CannonKeys and Qwertykeys shipped in-house
Mode is the loudest example of the pattern, but not the only one. CannonKeys spent the proxy era hosting other people's boards and moved into the in-house lane with the Bakeneko65 at $150 in stock — a direct-fulfillment custom that the trends rows describe as the first-custom answer because it's actually on the shelf the day a reader asks. The Phase-19 row for CannonKeys reads +18, direction up, on roughly the same logic as Mode: a vendor whose own catalog is the product.
Qwertykeys followed a parallel path. The QK75 runs direct from Qwertykeys's storefront with wireless and hot-swap as standard configurator options, not as upsell tiers on a group buy. Wuque Studio migrated its storefront to shop.wuquestudio.com in the same window, with the wuquestudio.com root now redirecting — a small URL change that signals the same thesis. The vendor is the destination. The configurator is the shape of the visit.

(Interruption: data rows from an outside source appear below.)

//! Module lifecycle commands. Unlike authorization denials, lifecycle
//! failures surface their full reason string: these are admin-only
//! operations where the detail aids operational debugging.

use axum::extract::{Path, State};
use axum::http::StatusCode;
use axum::routing::{get, post};
use axum::{Json, Router};
use sqlx::Row;

use crate::app::AppState;
use crate::authz::permissions as perm;
use crate::errors::AppError;
use crate::jwt::AuthUser;
use crate::models::module::{LifecycleResponse, ModuleRecord};
use crate::modules::{ModuleError, ModuleManifest, NavEntry};

use super::{principal_for, require};

pub fn routes() -> Router<AppState> {
    Router::new()
        .route("/", get(list_modules))
        .route("/navigation", get(navigation))
        .route("/records", get(list_records))
        .route("/:name/access", get(module_access))
        .route("/:name/enable", post(enable_module))
        .route("/:name/disable", post(disable_module))
        .route("/cache/clear", post(clear_cache))
}

fn lifecycle_outcome(result: Result<(), ModuleError>, ok_message: String)
    -> (StatusCode, Json<LifecycleResponse>)
{
    match result {
        Ok(()) => (StatusCode::OK, Json(LifecycleResponse::ok(ok_message))),
        Err(err @ (ModuleError::Io(_) | ModuleError::Database(_))) => {
            tracing::error!("module lifecycle failure: {err}");
            (
                StatusCode::INTERNAL_SERVER_ERROR,
                Json(LifecycleResponse::err("internal error")),
            )
        }
        Err(err) => (StatusCode::BAD_REQUEST, Json(LifecycleResponse::err(err.to_string()))),
    }
}

#[utoipa::path(
    get,
    path = "/modules",
    tag = "Modules",
    responses((status = 200, description = "All module definitions", body = Vec<ModuleManifest>)),
    security(("bearerAuth" = []))
)]
async fn list_modules(
    State(state): State<AppState>,
    auth: AuthUser,
) -> Result<Json<Vec<ModuleManifest>>, AppError> {
    require(&state, &auth, perm::MODULES_VIEW, None).await?;

    let modules = state
        .registry
        .get_all()
        .map_err(|err| AppError::internal(err.to_string()))?;

    Ok(Json(modules))
}

/// The ordered navigation menu for the caller.
#[utoipa::path(
    get,
    path = "/modules/navigation",
    tag = "Modules",
    responses((status = 200, description = "Navigation entries", body = Vec<NavEntry>)),
    security(("bearerAuth" = []))
)]
async fn navigation(
    State(state): State<AppState>,
    auth: AuthUser,
) -> Result<Json<Vec<NavEntry>>, AppError> {
    let principal = principal_for(&state, &auth).await?;

    let entries = state
        .registry
        .navigation_for(&principal)
        .map_err(|err| AppError::internal(err.to_string()))?;

    Ok(Json(entries))
}

#[derive(serde::Serialize, utoipa::ToSchema)]
struct AccessResponse {
    allowed: bool,
}

/// Coarse "can the caller see this module at all" check (OR over the
/// module's permission list).
#[utoipa::path(
    get,
    path = "/modules/{name}/access",
    tag = "Modules",
    params(("name" = String, Path, description = "Module name")),
    responses((status = 200, description = "Access decision", body = AccessResponse)),
    security(("bearerAuth" = []))
)]
async fn module_access(
    State(state): State<AppState>,
    auth: AuthUser,
    Path(name): Path<String>,
) -> Result<Json<AccessResponse>, AppError> {
    let principal = principal_for(&state, &auth).await?;

    let allowed = state
        .registry
        .user_has_module_access(&principal, &name)
        .map_err(|err| AppError::internal(err.to_string()))?;

    Ok(Json(AccessResponse { allowed }))
}

#[utoipa::path(
    post,
    path = "/modules/{name}/enable",
    tag = "Modules",
    params(("name" = String, Path, description = "Module name")),
    responses(
        (status = 200, description = "Module enabled", body = LifecycleResponse),
        (status = 400, description = "Dependencies not met", body = LifecycleResponse),
    ),
    security(("bearerAuth" = []))
)]
async fn enable_module(
    State(state): State<AppState>,
    auth: AuthUser,
    Path(name): Path<String>,
) -> Result<(StatusCode, Json<LifecycleResponse>), AppError> {
    require(&state, &auth, perm::MODULES_MANAGE, None).await?;

    let result = state.registry.enable(&name, Some(auth.user_id)).await;
    Ok(lifecycle_outcome(result, format!("module '{name}' enabled")))
}

#[utoipa::path(
    post,
    path = "/modules/{name}/disable",
    tag = "Modules",
    params(("name" = String, Path, description = "Module name")),
    responses(
        (status = 200, description = "Module disabled", body = LifecycleResponse),
        (status = 400, description = "Critical in safe mode, or has active dependents", body = LifecycleResponse),
    ),
    security(("bearerAuth" = []))
)]
async fn disable_module(
    State(state): State<AppState>,
    auth: AuthUser,
    Path(name): Path<String>,
) -> Result<(StatusCode, Json<LifecycleResponse>), AppError> {
    require(&state, &auth, perm::MODULES_MANAGE, None).await?;

    let result = state.registry.disable(&name, Some(auth.user_id)).await;
    Ok(lifecycle_outcome(result, format!("module '{name}' disabled")))
}

#[utoipa::path(
    post,
    path = "/modules/cache/clear",
    tag = "Modules",
    responses((status = 200, description = "Cache cleared", body = LifecycleResponse)),
    security(("bearerAuth" = []))
)]
async fn clear_cache(
    State(state): State<AppState>,
    auth: AuthUser,
) -> Result<Json<LifecycleResponse>, AppError> {
    require(&state, &auth, perm::MODULES_MANAGE, None).await?;

    state.registry.invalidate_cache();
    Ok(Json(LifecycleResponse::ok("module cache cleared")))
}

/// The mirror rows from the relational store - reporting only, the
/// descriptors on disk remain authoritative.
#[utoipa::path(
    get,
    path = "/modules/records",
    tag = "Modules",
    responses((status = 200, description = "Mirrored module records", body = Vec<ModuleRecord>)),
    security(("bearerAuth" = []))
)]
async fn list_records(
    State(state): State<AppState>,
    auth: AuthUser,
) -> Result<Json<Vec<ModuleRecord>>, AppError> {
    require(&state, &auth, perm::MODULES_VIEW, None).await?;

    let rows = sqlx::query("SELECT name, active, version, updated_at FROM modules ORDER BY name")
        .fetch_all(&state.pool)
        .await?;

    let records: Vec<ModuleRecord> = rows
        .iter()
        .map(|row| ModuleRecord {
            name: row.get("name"),
            active: row.get("active"),
            version: row.get("version"),
            updated_at: row.get("updated_at"),
        })
        .collect();

    Ok(Json(records))
}
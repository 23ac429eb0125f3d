use std::path::Path;

use serde::{Deserialize, Serialize};
use serde_json::Value;
use utoipa::ToSchema;

/// Navigation metadata for modules that surface a primary menu entry.
#[derive(Debug, Clone, Serialize, Deserialize, ToSchema)]
pub struct Navigation {
    pub label: String,
    pub route: String,
    #[serde(default)]
    pub order: i64,
}

/// Declarative module descriptor, one `module.json` per module directory.
/// The descriptor file is the authoritative source of module state; the
/// `modules` table row is a mirror kept in sync on every mutation.
#[derive(Debug, Clone, Serialize, Deserialize, ToSchema)]
pub struct ModuleManifest {
    pub name: String,
    pub display_name: String,
    pub version: String,
    #[serde(default)]
    pub active: bool,
    #[serde(default)]
    pub critical: bool,
    #[serde(default)]
    pub depends_on: Vec<String>,
    #[serde(default)]
    pub permissions: Vec<String>,
    #[serde(default, skip_serializing_if = "Option::is_none")]
    pub navigation: Option<Navigation>,
    #[serde(default, skip_serializing_if = "Value::is_null")]
    #[schema(value_type = Object)]
    pub config: Value,
}

impl ModuleManifest {
    pub fn read(path: &Path) -> std::io::Result<Self> {
        let raw = std::fs::read_to_string(path)?;
        serde_json::from_str(&raw).map_err(std::io::Error::other)
    }

    pub fn write(&self, path: &Path) -> std::io::Result<()> {
        let raw = serde_json::to_string_pretty(self).map_err(std::io::Error::other)?;
        std::fs::write(path, raw)
    }
}

/// One entry of the user-facing navigation menu, derived from active
/// modules the user fully qualifies for.
#[derive(Debug, Clone, Serialize, ToSchema)]
pub struct NavEntry {
    pub module: String,
    pub label: String,
    pub route: String,
    pub order: i64,
}
//! Audit sink.
//!
//! Every mutating operation (and the module registry in particular) reports
//! security-relevant changes here. Emission is fire-and-forget over a
//! broadcast channel; a background listener projects events into the
//! `audit_log` table. A failure to record an audit entry never blocks or
//! fails the operation being audited.

use chrono::{DateTime, Utc};
use serde::{Deserialize, Serialize};
use serde_json::Value;
use sqlx::SqlitePool;
use tokio::sync::broadcast;
use uuid::Uuid;

pub mod loggable;
pub use loggable::{Loggable, Severity};

/// One immutable audit record. `actor_id == None` means system-initiated.
#[derive(Debug, Clone, Serialize, Deserialize)]
pub struct AuditEvent {
    pub id: Uuid,
    pub kind: String,
    pub actor_id: Option<Uuid>,
    pub target_type: Option<String>,
    pub target_id: Option<Uuid>,
    pub description: String,
    pub severity: Severity,
    pub tags: Vec<String>,
    pub metadata: Value,
    pub occurred_at: DateTime<Utc>,
}

impl AuditEvent {
    pub fn new(kind: impl Into<String>, description: impl Into<String>) -> Self {
        Self {
            id: Uuid::new_v4(),
            kind: kind.into(),
            actor_id: None,
            target_type: None,
            target_id: None,
            description: description.into(),
            severity: Severity::Info,
            tags: Vec::new(),
            metadata: Value::Null,
            occurred_at: Utc::now(),
        }
    }

    pub fn actor(mut self, actor_id: Option<Uuid>) -> Self {
        self.actor_id = actor_id;
        self
    }

    pub fn target(mut self, target_type: impl Into<String>, target_id: Uuid) -> Self {
        self.target_type = Some(target_type.into());
        self.target_id = Some(target_id);
        self
    }

    pub fn severity(mut self, severity: Severity) -> Self {
        self.severity = severity;
        self
    }

    pub fn tag(mut self, tag: impl Into<String>) -> Self {
        self.tags.push(tag.into());
        self
    }

    pub fn metadata(mut self, metadata: Value) -> Self {
        self.metadata = metadata;
        self
    }
}

pub type EventBus = broadcast::Sender<AuditEvent>;

pub fn init_event_bus() -> (EventBus, broadcast::Receiver<AuditEvent>) {
    broadcast::channel(1024)
}

/// Fire-and-forget emission. A send error only means nobody is listening.
pub fn record(bus: &EventBus, event: AuditEvent) {
    let _ = bus.send(event);
}

/// Emit a standard "<entity>.<action>" event for any `Loggable` entity,
/// with the previous state attached for updates/deletes.
pub fn log_activity<T: Loggable>(
    bus: &EventBus,
    action: &str,
    actor_id: Option<Uuid>,
    entity: &T,
    old_entity: Option<&T>,
) {
    let mut metadata = serde_json::Map::new();
    metadata.insert(
        "new".to_string(),
        serde_json::to_value(entity).unwrap_or_default(),
    );
    if let Some(old) = old_entity {
        metadata.insert("old".to_string(), serde_json::to_value(old).unwrap_or_default());
    }

    let event = AuditEvent::new(
        format!("{}.{}", T::entity_type(), action),
        format!("{} {}", T::entity_type(), action),
    )
    .actor(actor_id)
    .target(T::entity_type(), entity.subject_id())
    .severity(entity.severity_for_action(action))
    .metadata(Value::Object(metadata));

    record(bus, event);
}

/// Background projection into `audit_log`. Each row carries a sha2 hash
/// chained over the previous row's hash and the serialized payload, so
/// after-the-fact tampering with the log is detectable.
pub async fn start_audit_listener(mut rx: broadcast::Receiver<AuditEvent>, pool: SqlitePool) {
    tracing::info!("audit listener started");
    while let Ok(event) = rx.recv().await {
        if let Err(err) = persist_event(&pool, &event).await {
            // Observability must never become an availability hazard.
            tracing::error!(kind = %event.kind, "failed to persist audit entry: {err}");
        }
    }
}

async fn persist_event(pool: &SqlitePool, event: &AuditEvent) -> Result<(), sqlx::Error> {
    let payload = serde_json::to_string(event).unwrap_or_default();

    let prev_hash: Option<String> =
        sqlx::query_scalar("SELECT hash FROM audit_log ORDER BY seq DESC LIMIT 1")
            .fetch_optional(pool)
            .await?;

    use sha2::{Digest, Sha256};
    let mut hasher = Sha256::new();
    if let Some(ref prev) = prev_hash {
        hasher.update(prev.as_bytes());
    }
    hasher.update(payload.as_bytes());
    let hash = hex::encode(hasher.finalize());

    let tags = serde_json::to_string(&event.tags).unwrap_or_default();
    let metadata = serde_json::to_string(&event.metadata).unwrap_or_default();

    sqlx::query(
        r#"
        INSERT INTO audit_log
            (id, kind, actor_id, target_type, target_id, description, severity, tags, metadata, occurred_at, prev_hash, hash)
        VALUES (?, ?, ?, ?, ?, ?, ?, ?, ?, ?, ?, ?)
        "#,
    )
    .bind(event.id.to_string())
    .bind(&event.kind)
    .bind(event.actor_id.map(|id| id.to_string()))
    .bind(&event.target_type)
    .bind(event.target_id.map(|id| id.to_string()))
    .bind(&event.description)
    .bind(event.severity.as_str())
    .bind(tags)
    .bind(metadata)
    .bind(event.occurred_at)
    .bind(prev_hash)
    .bind(hash)
    .execute(pool)
    .await?;

    Ok(())
}
pub mod audit;
pub mod department;
pub mod module;
pub mod rbac;
pub mod user;
use serde::{Deserialize, Serialize};
use uuid::Uuid;

/// Severity levels for audit entries. Controls retention and filtering.
#[derive(Debug, Clone, Copy, PartialEq, Eq, Serialize, Deserialize, Default)]
#[serde(rename_all = "lowercase")]
pub enum Severity {
    /// Routine events
    #[default]
    Info,
    /// Events an operator should notice (denials, failed mutations)
    Warning,
    /// Security-relevant events: role changes, module lifecycle, deletions
    Critical,
}

impl Severity {
    pub fn as_str(&self) -> &'static str {
        match self {
            Severity::Info => "info",
            Severity::Warning => "warning",
            Severity::Critical => "critical",
        }
    }
}

/// Trait for entities that appear in the audit log. Implement on a model to
/// enable declarative audit emission from handlers.
pub trait Loggable: Serialize + Send + Sync {
    /// The entity type name (e.g. "user", "department", "module").
    /// This becomes the prefix in event kinds like "department.created".
    fn entity_type() -> &'static str;

    /// The target ID (usually the entity's primary key)
    fn subject_id(&self) -> Uuid;

    fn severity(&self) -> Severity {
        Severity::Info
    }

    /// Override severity based on action ("deleted" is always critical)
    fn severity_for_action(&self, action: &str) -> Severity {
        match action {
            "deleted" | "deactivated" => Severity::Critical,
            _ => self.severity(),
        }
    }
}
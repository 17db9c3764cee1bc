//! # API
//! Data types walked by the [crate::Cursor] and exchanged with compose/transform/diff algorithms.

/// the operation data model
pub mod op;

/// exchange-format shape of operations, and its validation
pub mod raw;

pub use op::{AttributeMap, Content, Op, OpKind, INFINITE_RETAIN};
pub use raw::RawOp;
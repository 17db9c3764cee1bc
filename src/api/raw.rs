//! ### RawOp
//! Exchange-format shape of an operation, as found in json deltas.
//!
//! `{ insert: <text-or-embed>, attributes? }`, `{ retain: <n>, attributes? }` and
//! `{ delete: <n> }`. Conversion into [Op] is where malformed operations get rejected.

use crate::{
	api::{op::Content, AttributeMap, Op, INFINITE_RETAIN},
	errors::{OpError, OpResult},
};

/// loosely typed operation, every tag optional
#[derive(Debug, Clone, Default, PartialEq)]
#[cfg_attr(feature = "serialize", derive(serde::Serialize, serde::Deserialize))]
pub struct RawOp {
	#[cfg_attr(feature = "serialize", serde(default, skip_serializing_if = "Option::is_none"))]
	pub insert: Option<serde_json::Value>,
	#[cfg_attr(feature = "serialize", serde(default, skip_serializing_if = "Option::is_none"))]
	pub delete: Option<usize>,
	#[cfg_attr(feature = "serialize", serde(default, skip_serializing_if = "Option::is_none"))]
	pub retain: Option<usize>,
	#[cfg_attr(feature = "serialize", serde(default, skip_serializing_if = "Option::is_none"))]
	pub attributes: Option<AttributeMap>,
}

impl TryFrom<RawOp> for Op {
	type Error = OpError;

	fn try_from(raw: RawOp) -> OpResult<Op> {
		let populated = [raw.insert.is_some(), raw.delete.is_some(), raw.retain.is_some()]
			.into_iter()
			.filter(|x| *x)
			.count();
		let attributes = raw.attributes.filter(|attrs| !attrs.is_empty());

		match (raw.insert, raw.delete, raw.retain) {
			(Some(serde_json::Value::String(txt)), None, None) =>
				Ok(Op::Insert { content: Content::Text(txt), attributes }),
			(Some(embed), None, None) =>
				Ok(Op::Insert { content: Content::Embed(embed), attributes }),
			(None, None, Some(INFINITE_RETAIN)) => {
				tracing::warn!("rejecting retain with reserved length {}", INFINITE_RETAIN);
				Err(OpError::ReservedRetain { len: INFINITE_RETAIN })
			},
			(None, None, Some(len)) =>
				Ok(Op::Retain { len, attributes }),
			(None, Some(len), None) => match attributes {
				None => Ok(Op::Delete { len }),
				Some(_) => {
					tracing::warn!("rejecting delete of {} carrying attributes", len);
					Err(OpError::AttributedDelete)
				},
			},
			_ => {
				tracing::warn!("rejecting operation with {} populated tags", populated);
				Err(OpError::Malformed { populated })
			},
		}
	}
}

impl From<Op> for RawOp {
	fn from(op: Op) -> Self {
		match op {
			Op::Insert { content: Content::Text(txt), attributes } =>
				RawOp { insert: Some(serde_json::Value::String(txt)), attributes, ..Default::default() },
			Op::Insert { content: Content::Embed(embed), attributes } =>
				RawOp { insert: Some(embed), attributes, ..Default::default() },
			Op::Retain { len, attributes } =>
				RawOp { retain: Some(len), attributes, ..Default::default() },
			Op::Delete { len } =>
				RawOp { delete: Some(len), ..Default::default() },
		}
	}
}

#[cfg(test)]
mod tests {
	use super::*;
	use serde_json::json;

	#[test]
	fn op_without_tags_is_malformed() {
		let raw = RawOp { attributes: Some(AttributeMap::from([("bold".into(), json!(true))])), ..Default::default() };
		assert_eq!(Op::try_from(raw), Err(OpError::Malformed { populated: 0 }));
	}

	#[test]
	fn op_with_many_tags_is_malformed() {
		let raw = RawOp { insert: Some(json!("a")), retain: Some(1), ..Default::default() };
		assert_eq!(Op::try_from(raw), Err(OpError::Malformed { populated: 2 }));
		let raw = RawOp { insert: Some(json!("a")), retain: Some(1), delete: Some(1), attributes: None };
		assert_eq!(Op::try_from(raw), Err(OpError::Malformed { populated: 3 }));
	}

	#[test]
	fn delete_with_attributes_is_rejected() {
		let raw = RawOp { delete: Some(3), attributes: Some(AttributeMap::from([("bold".into(), json!(true))])), ..Default::default() };
		assert_eq!(Op::try_from(raw), Err(OpError::AttributedDelete));
	}

	#[test]
	fn delete_with_empty_attributes_is_accepted() {
		let raw = RawOp { delete: Some(3), attributes: Some(AttributeMap::new()), ..Default::default() };
		assert_eq!(Op::try_from(raw), Ok(Op::delete(3)));
	}

	#[test]
	fn retain_of_reserved_length_is_rejected() {
		let raw = RawOp { retain: Some(usize::MAX), ..Default::default() };
		assert_eq!(Op::try_from(raw), Err(OpError::ReservedRetain { len: usize::MAX }));
		let raw = RawOp { retain: Some(usize::MAX - 1), ..Default::default() };
		assert_eq!(Op::try_from(raw), Ok(Op::retain(usize::MAX - 1)));
	}

	#[test]
	fn non_string_insert_is_an_embed() {
		let raw = RawOp { insert: Some(json!({ "formula": "e=mc^2" })), ..Default::default() };
		assert_eq!(Op::try_from(raw), Ok(Op::insert_embed(json!({ "formula": "e=mc^2" }))));
		let raw = RawOp { insert: Some(json!(42)), ..Default::default() };
		assert_eq!(Op::try_from(raw), Ok(Op::insert_embed(json!(42))));
	}

	#[test]
	fn conversion_back_keeps_only_populated_fields() {
		let raw = RawOp::from(Op::retain(4).with_attribute("italic", true));
		assert_eq!(raw.retain, Some(4));
		assert!(raw.insert.is_none() && raw.delete.is_none());
		assert_eq!(raw.attributes.unwrap()["italic"], json!(true));
	}

	#[cfg(feature = "serialize")]
	#[test]
	fn json_delta_deserializes_into_ops() {
		let ops: Vec<Op> = serde_json::from_str(r#"[
			{ "insert": "Hello" },
			{ "retain": 5, "attributes": { "bold": true } },
			{ "delete": 3 },
			{ "insert": { "image": "octocat.png" }, "attributes": { "width": 40 } }
		]"#).unwrap();
		assert_eq!(ops, vec![
			Op::insert("Hello"),
			Op::retain(5).with_attribute("bold", true),
			Op::delete(3),
			Op::insert_embed(json!({ "image": "octocat.png" })).with_attribute("width", 40),
		]);
	}

	#[cfg(feature = "serialize")]
	#[test]
	fn malformed_json_op_fails_to_deserialize() {
		assert!(serde_json::from_str::<Op>(r#"{ "insert": "a", "delete": 1 }"#).is_err());
		assert!(serde_json::from_str::<Op>(r#"{ "attributes": { "bold": true } }"#).is_err());
		assert!(serde_json::from_str::<Op>(r#"{ "retain": -1 }"#).is_err());
	}

	#[cfg(feature = "serialize")]
	#[test]
	fn ops_serialize_to_wire_shape() {
		let txt = serde_json::to_value(Op::insert("Hel").with_attribute("bold", true)).unwrap();
		assert_eq!(txt, json!({ "insert": "Hel", "attributes": { "bold": true } }));
		let del = serde_json::to_value(Op::delete(3)).unwrap();
		assert_eq!(del, json!({ "delete": 3 }));
	}
}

Where the GB era still lives
The proxy model didn't fail and it hasn't ended; it stopped being the default for boards. Keycap group buys are the obvious place the older shape persists, and the persistence is structural rather than nostalgic. GMK CYL runs like Prussian Alert and King of the Seas still ship as multi-month interest-check-to-fulfillment buys with proxy-style routing, because the manufacturing cadence at GMK is a queue and a queue prices itself as a group buy. Prototypist's Phase-19 row — vendor signal +14, direction up — describes the proxy-era role explicitly: EU-side fulfillment for GMK Dolch R5X and other CYL runs.
Boards retained that pattern in narrower bands. The Mammoth75 is the example worth holding in mind: Wuque shipped a configurator-first refresh on its mainline boards while keeping a separate group-buy lane for grail chassis like the Mammoth, which is the cleanest illustration of the two patterns coexisting at one vendor. The grail tier still runs proxies. The mainline tier doesn't. The same vendor, two supply chains, sorted by where unit volume actually wants to live.
What we're watching
Two threads worth following over the next few quarters. The first is whether the configurator pattern reaches further down the price ladder; the in-house customs sitting under $200 in 2026 are still mostly evergreens like the Bakeneko, and the question is whether the next tier of vendors starts running their own configurator-first lineups instead of hosting other designers' buys. Mode's pattern only works because Mode runs the factory relationship. The smaller storefronts that follow will be the test of whether the pattern generalizes.
The second is keycaps. GMK's queue is unlikely to change shape, but the dye-sub and cherry-clone houses moving units in 2026 are running closer to a configurator cadence than to a group-buy one. If a CYL-grade alternative ships through a vendor-first flow at a price band that competes with GMK's run-of-the-mill sets, the proxy era loses its last default category. That's a bigger if than the boards story was, and it's also why the /group-buys board still exists as its own surface — the shape of the keycap supply chain hasn't converged yet, and the convergence is the trend worth watching next.